• _Work to complete_
Output every line from the beginning of the records through the line that contains "impl Host for", exactly as it appears.

== Records for the exercise

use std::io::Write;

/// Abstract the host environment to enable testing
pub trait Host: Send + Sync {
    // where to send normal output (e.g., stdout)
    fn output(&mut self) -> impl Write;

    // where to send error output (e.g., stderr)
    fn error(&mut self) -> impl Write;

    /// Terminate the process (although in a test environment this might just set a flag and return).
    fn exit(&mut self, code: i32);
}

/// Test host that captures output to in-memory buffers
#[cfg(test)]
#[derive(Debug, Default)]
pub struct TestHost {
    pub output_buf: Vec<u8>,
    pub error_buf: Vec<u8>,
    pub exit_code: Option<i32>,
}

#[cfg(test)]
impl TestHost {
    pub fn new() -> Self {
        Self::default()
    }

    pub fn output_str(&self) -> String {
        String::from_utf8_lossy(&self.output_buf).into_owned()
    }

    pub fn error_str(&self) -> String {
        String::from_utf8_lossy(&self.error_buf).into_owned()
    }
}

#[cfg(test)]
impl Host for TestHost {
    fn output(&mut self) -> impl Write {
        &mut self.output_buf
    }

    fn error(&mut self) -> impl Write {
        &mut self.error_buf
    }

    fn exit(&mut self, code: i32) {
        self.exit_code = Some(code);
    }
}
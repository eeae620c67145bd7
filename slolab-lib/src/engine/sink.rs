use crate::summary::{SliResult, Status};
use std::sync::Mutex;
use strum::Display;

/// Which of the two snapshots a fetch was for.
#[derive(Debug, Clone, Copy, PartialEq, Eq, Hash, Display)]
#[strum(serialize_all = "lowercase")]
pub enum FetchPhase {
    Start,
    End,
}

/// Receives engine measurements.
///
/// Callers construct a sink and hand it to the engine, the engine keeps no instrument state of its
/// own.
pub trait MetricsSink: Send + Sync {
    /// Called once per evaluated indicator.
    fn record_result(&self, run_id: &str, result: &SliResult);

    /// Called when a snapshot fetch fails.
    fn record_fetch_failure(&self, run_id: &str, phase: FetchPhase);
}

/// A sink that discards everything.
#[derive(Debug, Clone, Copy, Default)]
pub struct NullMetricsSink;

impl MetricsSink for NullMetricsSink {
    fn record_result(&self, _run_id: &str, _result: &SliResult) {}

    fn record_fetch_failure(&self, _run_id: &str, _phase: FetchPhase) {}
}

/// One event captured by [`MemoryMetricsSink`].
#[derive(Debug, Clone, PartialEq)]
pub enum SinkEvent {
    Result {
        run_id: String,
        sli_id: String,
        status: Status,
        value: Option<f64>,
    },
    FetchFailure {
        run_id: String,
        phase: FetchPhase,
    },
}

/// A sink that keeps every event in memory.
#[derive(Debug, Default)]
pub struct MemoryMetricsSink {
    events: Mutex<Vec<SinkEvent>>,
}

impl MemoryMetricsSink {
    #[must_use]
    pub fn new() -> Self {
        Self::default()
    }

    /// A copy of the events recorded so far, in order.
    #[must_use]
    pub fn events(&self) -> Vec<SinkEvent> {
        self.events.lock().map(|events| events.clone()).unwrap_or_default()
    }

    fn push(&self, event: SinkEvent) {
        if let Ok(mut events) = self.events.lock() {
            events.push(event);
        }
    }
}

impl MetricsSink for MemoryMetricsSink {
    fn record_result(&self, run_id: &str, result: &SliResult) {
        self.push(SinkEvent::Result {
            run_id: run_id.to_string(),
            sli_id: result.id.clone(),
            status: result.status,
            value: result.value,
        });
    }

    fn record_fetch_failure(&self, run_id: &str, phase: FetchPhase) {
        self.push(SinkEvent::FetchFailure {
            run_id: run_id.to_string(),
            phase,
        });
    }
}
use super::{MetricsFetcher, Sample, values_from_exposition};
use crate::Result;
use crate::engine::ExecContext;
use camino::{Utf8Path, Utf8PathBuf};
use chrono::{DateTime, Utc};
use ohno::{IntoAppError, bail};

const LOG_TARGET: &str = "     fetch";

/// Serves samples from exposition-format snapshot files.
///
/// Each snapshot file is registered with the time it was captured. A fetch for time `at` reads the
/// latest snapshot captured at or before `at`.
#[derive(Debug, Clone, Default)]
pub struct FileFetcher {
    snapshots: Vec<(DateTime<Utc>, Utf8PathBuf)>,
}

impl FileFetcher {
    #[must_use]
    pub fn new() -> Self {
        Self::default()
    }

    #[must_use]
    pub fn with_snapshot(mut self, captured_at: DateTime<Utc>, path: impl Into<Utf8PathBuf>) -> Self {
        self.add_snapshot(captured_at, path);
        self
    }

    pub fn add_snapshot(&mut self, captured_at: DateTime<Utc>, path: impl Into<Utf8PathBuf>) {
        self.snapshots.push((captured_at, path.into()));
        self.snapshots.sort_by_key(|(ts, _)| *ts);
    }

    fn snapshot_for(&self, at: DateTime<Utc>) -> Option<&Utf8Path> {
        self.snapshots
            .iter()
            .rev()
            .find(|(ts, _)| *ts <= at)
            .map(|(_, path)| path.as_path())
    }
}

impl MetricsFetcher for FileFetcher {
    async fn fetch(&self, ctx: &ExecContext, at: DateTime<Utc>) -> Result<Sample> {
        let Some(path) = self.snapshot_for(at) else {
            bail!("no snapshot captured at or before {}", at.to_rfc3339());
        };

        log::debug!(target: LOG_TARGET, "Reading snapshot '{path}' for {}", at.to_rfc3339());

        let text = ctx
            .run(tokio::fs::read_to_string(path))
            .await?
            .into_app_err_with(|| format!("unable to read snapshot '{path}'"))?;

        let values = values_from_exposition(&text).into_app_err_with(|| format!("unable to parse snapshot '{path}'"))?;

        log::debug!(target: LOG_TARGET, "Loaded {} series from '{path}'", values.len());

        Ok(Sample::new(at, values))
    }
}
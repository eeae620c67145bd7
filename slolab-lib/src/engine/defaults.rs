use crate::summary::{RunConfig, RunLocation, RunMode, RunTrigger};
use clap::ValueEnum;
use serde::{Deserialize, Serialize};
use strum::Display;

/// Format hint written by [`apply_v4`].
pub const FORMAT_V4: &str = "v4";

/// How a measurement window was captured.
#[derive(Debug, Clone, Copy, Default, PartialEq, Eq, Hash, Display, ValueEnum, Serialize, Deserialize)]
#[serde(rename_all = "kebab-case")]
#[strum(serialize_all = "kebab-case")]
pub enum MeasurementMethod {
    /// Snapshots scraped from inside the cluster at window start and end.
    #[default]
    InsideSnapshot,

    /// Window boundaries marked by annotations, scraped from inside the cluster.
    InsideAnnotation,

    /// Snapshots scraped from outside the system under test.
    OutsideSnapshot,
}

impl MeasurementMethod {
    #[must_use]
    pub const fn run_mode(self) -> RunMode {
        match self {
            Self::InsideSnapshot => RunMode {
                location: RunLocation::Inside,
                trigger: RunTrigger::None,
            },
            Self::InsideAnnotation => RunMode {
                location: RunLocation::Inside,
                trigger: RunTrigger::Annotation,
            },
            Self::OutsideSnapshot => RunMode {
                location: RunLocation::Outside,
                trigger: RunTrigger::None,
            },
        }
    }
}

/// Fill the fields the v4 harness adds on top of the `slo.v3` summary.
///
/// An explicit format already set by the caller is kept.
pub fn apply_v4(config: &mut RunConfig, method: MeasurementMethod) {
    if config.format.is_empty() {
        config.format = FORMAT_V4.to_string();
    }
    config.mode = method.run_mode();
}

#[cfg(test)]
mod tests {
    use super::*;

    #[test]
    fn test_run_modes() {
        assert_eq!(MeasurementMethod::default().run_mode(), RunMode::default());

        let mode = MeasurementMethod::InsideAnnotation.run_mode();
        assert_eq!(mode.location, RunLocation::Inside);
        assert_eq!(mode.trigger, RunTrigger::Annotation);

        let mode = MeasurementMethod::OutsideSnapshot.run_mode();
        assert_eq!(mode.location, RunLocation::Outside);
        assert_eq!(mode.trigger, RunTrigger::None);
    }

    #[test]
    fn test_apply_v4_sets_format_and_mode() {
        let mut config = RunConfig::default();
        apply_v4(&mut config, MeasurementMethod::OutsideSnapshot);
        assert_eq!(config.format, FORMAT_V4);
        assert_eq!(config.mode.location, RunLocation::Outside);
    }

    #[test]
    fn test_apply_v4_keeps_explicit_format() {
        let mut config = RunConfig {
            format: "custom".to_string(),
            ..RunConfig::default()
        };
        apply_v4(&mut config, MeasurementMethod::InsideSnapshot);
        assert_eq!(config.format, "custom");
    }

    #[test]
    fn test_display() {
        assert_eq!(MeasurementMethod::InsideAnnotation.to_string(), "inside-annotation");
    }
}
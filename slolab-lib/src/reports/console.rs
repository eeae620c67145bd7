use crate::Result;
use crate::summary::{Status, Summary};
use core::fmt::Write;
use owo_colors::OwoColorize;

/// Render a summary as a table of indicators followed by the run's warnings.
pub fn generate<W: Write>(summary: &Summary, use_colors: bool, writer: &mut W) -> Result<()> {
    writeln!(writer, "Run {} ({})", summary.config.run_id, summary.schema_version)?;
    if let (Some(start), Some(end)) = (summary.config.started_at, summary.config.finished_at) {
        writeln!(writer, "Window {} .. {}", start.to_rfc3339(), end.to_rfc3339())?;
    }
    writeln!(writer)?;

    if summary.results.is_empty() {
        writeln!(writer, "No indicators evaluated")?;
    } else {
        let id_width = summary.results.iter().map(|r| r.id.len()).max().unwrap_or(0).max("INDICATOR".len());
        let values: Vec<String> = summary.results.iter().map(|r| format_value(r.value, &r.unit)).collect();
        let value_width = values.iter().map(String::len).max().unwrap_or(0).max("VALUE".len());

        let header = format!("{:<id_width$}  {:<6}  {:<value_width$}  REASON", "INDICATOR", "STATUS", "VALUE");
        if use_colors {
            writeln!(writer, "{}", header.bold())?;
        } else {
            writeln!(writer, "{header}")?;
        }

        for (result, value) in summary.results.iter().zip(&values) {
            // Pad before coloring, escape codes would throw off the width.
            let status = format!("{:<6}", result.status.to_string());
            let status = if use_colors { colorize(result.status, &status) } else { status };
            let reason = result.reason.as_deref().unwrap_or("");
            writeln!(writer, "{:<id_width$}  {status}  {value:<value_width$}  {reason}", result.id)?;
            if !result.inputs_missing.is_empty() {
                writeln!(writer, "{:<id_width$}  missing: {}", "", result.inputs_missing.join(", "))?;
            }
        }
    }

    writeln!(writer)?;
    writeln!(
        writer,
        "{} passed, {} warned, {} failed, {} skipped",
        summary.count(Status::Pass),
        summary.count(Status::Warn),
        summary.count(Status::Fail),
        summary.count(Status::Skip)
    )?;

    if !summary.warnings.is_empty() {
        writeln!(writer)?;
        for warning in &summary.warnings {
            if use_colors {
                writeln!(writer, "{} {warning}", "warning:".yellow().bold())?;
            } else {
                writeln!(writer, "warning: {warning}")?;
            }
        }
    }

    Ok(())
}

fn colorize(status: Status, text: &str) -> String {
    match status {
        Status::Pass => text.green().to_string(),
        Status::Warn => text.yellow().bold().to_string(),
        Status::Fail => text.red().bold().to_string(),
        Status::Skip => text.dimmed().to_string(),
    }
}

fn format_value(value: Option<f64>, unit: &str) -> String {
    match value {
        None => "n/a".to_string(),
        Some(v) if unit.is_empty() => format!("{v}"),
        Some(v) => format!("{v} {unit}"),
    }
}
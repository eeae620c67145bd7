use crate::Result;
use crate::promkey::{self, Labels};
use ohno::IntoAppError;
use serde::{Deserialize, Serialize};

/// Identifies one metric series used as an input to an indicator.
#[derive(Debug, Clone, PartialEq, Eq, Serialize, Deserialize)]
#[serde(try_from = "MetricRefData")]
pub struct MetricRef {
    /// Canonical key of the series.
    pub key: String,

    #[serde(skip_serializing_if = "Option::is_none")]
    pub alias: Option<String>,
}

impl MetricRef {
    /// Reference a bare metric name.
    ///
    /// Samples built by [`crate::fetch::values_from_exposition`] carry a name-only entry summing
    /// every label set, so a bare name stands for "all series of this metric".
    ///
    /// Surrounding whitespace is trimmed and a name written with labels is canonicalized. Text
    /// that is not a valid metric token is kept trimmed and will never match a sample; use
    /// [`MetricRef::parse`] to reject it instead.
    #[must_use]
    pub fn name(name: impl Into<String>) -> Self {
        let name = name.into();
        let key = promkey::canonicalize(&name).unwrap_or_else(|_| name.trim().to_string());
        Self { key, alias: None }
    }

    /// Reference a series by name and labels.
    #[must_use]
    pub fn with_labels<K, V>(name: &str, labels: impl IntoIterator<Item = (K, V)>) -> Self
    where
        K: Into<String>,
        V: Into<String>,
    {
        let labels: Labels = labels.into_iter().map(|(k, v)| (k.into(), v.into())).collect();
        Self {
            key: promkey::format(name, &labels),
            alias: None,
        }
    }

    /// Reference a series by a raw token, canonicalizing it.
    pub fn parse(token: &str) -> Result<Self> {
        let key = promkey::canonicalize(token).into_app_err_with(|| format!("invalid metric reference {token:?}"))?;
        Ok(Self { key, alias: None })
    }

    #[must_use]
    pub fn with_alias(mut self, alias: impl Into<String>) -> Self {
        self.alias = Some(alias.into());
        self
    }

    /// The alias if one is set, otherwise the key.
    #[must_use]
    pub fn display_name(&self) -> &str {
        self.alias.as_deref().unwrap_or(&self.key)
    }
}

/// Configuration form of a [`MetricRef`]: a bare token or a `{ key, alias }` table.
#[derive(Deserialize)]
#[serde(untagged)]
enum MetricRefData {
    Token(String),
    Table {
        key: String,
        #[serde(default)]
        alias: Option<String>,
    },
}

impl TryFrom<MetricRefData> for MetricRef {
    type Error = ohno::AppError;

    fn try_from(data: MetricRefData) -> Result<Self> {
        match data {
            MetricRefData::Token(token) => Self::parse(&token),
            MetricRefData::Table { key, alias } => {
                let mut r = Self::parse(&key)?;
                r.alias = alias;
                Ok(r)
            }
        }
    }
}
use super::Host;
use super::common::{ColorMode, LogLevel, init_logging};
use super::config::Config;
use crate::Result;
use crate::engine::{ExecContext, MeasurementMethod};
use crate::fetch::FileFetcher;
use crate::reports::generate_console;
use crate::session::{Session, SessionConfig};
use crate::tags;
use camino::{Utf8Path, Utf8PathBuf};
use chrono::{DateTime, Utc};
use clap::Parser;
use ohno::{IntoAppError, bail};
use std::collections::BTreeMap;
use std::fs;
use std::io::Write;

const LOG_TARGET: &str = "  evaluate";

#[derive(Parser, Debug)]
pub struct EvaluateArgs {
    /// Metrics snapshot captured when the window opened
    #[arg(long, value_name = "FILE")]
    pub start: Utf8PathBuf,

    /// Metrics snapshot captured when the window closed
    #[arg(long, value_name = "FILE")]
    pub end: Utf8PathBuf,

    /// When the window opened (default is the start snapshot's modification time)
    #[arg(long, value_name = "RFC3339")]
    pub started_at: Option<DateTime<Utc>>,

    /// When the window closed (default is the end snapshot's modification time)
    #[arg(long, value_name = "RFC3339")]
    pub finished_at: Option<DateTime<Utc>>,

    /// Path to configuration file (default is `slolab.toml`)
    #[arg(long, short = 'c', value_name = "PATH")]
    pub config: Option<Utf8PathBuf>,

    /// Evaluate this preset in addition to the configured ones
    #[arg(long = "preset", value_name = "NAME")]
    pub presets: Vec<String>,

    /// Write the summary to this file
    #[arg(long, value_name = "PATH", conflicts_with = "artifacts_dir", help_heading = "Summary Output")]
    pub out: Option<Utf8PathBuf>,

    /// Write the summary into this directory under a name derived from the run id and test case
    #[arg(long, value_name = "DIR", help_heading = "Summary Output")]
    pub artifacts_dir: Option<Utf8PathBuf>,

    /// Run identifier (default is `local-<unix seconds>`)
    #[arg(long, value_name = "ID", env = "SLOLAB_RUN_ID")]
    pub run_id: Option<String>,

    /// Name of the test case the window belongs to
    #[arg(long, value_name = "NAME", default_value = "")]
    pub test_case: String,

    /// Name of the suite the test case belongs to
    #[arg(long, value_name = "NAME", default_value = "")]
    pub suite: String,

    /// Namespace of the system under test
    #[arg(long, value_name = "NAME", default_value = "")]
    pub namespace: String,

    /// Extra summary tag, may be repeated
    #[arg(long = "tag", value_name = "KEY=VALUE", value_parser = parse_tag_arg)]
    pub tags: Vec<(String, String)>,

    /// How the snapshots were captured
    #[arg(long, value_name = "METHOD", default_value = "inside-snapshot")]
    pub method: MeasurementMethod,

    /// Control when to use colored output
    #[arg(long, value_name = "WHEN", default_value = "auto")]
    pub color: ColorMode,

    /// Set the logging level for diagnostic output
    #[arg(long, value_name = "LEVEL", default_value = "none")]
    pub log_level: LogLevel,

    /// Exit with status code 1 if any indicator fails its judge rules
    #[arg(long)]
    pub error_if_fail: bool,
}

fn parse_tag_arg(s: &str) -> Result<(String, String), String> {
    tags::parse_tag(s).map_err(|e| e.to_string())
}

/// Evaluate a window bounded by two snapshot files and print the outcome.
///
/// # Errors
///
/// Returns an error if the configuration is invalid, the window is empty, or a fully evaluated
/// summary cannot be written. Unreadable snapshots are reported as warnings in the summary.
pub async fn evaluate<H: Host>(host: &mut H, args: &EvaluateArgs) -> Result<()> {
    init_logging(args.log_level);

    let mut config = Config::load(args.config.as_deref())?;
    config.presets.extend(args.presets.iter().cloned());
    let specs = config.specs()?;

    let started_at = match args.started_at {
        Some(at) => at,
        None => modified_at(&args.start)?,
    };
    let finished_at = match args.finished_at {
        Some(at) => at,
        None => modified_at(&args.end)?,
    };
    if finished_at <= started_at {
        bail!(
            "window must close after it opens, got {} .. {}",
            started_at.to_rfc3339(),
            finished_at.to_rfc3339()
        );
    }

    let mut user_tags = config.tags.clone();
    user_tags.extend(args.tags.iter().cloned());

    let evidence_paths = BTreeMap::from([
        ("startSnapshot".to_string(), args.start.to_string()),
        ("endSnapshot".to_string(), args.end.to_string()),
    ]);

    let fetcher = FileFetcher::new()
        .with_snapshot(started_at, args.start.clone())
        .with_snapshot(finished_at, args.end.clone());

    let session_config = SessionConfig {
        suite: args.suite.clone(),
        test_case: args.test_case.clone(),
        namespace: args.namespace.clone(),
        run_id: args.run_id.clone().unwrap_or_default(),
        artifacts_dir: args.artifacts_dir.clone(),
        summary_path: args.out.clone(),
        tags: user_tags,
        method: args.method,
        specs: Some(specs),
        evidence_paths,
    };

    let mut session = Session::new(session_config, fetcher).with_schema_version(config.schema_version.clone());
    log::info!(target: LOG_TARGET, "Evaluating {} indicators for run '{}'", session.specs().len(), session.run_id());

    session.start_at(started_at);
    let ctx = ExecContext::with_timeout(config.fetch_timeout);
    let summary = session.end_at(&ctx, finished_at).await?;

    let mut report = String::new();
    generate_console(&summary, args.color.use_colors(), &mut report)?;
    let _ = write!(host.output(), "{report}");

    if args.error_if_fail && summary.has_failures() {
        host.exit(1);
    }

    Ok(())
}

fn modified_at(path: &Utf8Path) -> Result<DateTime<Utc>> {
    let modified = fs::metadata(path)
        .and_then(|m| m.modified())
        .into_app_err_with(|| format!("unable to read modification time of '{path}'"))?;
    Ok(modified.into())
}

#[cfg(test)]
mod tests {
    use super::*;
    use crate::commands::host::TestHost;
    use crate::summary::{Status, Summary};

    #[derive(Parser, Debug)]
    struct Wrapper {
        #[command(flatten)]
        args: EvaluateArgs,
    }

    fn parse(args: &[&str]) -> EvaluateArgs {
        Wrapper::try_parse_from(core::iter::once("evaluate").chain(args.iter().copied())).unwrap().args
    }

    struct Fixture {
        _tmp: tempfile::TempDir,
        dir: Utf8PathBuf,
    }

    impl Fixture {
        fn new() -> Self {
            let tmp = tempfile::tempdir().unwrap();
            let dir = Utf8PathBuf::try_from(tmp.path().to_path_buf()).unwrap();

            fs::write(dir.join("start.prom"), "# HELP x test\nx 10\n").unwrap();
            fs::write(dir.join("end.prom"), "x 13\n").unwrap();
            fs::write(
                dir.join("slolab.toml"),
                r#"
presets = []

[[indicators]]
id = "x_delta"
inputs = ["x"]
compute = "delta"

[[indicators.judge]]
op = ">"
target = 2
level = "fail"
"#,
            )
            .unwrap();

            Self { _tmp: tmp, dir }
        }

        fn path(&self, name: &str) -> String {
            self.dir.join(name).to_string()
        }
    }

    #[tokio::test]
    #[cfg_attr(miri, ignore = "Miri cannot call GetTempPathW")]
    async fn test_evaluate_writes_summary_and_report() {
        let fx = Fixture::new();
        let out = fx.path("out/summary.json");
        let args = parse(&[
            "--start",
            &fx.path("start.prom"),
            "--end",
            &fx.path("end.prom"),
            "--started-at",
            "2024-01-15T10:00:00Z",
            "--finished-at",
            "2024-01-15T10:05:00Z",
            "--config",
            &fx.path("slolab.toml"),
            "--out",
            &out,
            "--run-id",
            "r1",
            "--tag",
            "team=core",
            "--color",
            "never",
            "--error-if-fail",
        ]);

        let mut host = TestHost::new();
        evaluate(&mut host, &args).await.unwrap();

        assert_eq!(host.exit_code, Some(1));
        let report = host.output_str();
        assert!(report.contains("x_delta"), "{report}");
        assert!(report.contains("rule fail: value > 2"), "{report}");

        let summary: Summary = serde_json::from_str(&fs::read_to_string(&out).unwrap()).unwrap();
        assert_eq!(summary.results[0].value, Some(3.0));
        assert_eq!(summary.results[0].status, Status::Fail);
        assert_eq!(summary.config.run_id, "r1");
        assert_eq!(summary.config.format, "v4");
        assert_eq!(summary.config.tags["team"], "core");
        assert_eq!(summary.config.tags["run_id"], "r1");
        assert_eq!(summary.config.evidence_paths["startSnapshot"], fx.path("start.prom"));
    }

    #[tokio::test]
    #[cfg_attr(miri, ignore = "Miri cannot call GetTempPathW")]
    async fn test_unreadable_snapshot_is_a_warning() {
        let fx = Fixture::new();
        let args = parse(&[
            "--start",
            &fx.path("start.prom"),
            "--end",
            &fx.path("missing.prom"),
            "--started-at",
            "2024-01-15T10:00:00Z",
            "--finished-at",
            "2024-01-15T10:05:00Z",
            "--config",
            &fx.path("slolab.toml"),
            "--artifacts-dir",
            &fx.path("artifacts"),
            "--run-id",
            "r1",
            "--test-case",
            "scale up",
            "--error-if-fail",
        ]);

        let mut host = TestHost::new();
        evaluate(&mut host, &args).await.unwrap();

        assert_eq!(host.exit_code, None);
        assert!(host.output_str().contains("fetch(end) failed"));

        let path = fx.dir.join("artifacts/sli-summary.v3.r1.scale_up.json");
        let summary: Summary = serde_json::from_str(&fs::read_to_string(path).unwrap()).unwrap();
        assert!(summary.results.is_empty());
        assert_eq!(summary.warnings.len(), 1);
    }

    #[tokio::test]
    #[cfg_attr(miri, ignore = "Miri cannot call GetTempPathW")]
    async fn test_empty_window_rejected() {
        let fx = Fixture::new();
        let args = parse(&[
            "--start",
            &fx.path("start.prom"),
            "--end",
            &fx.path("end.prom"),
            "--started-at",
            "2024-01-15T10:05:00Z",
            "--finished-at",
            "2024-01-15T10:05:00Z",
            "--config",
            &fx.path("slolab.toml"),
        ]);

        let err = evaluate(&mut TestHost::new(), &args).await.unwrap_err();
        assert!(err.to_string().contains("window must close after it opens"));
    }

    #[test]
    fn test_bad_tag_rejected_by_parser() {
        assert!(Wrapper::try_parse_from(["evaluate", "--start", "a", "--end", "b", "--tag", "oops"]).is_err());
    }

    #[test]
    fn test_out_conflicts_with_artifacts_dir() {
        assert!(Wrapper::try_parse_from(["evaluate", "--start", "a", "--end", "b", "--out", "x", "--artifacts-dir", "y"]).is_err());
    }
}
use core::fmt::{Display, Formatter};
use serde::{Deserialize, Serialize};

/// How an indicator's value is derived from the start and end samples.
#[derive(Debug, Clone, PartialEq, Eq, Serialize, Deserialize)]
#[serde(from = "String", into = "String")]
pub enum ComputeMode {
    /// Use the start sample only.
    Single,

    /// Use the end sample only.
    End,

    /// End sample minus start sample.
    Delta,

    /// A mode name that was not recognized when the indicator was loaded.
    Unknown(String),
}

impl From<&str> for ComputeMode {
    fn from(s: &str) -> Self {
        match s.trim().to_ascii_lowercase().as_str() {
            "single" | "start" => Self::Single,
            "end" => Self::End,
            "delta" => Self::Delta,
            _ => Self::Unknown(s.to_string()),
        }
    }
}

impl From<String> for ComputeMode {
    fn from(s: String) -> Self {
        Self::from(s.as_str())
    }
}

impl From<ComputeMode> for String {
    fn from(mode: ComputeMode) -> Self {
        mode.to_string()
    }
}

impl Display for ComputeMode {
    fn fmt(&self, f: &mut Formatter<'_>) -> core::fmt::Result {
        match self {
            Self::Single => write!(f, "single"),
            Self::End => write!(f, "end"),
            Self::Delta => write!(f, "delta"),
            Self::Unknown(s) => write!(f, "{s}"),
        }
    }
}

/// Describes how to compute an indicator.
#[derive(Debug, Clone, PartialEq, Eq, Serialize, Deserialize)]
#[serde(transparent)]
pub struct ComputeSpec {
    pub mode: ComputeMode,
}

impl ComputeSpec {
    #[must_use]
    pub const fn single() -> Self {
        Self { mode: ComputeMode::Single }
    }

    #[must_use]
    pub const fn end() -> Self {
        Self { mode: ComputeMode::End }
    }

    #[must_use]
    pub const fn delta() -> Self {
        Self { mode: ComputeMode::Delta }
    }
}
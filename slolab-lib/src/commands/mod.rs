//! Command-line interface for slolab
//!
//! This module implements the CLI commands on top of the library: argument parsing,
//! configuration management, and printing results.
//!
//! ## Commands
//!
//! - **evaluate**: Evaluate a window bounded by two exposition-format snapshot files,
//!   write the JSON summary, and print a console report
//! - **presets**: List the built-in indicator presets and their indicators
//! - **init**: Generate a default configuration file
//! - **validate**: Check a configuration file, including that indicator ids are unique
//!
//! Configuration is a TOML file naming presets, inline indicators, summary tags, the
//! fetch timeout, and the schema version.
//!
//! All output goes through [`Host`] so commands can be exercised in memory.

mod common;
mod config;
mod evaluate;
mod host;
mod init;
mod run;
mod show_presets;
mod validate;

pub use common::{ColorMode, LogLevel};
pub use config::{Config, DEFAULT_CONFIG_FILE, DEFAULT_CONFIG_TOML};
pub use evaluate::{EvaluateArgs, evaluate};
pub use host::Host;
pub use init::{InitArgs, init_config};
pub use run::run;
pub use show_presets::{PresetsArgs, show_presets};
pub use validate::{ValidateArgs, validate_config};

====

• _Output for this exercise_
use std::io::Write;

/// Abstract the host environment to enable testing
pub trait Host: Send + Sync {
    // where to send normal output (e.g., stdout)
    fn output(&mut self) -> impl Write;

    // where to send error output (e.g., stderr)
    fn error(&mut self) -> impl Write;

    /// Terminate the process (although in a test environment this might just set a flag and return).
    fn exit(&mut self, code: i32);
}

/// Test host that captures output to in-memory buffers
#[cfg(test)]
#[derive(Debug, Default)]
pub struct TestHost {
    pub output_buf: Vec<u8>,
    pub error_buf: Vec<u8>,
    pub exit_code: Option<i32>,
}

#[cfg(test)]
impl TestHost {
    pub fn new() -> Self {
        Self::default()
    }

    pub fn output_str(&self) -> String {
        String::from_utf8_lossy(&self.output_buf).into_owned()
    }

    pub fn error_str(&self) -> String {
        String::from_utf8_lossy(&self.error_buf).into_owned()
    }
}

#[cfg(test)]
impl Host for TestHost {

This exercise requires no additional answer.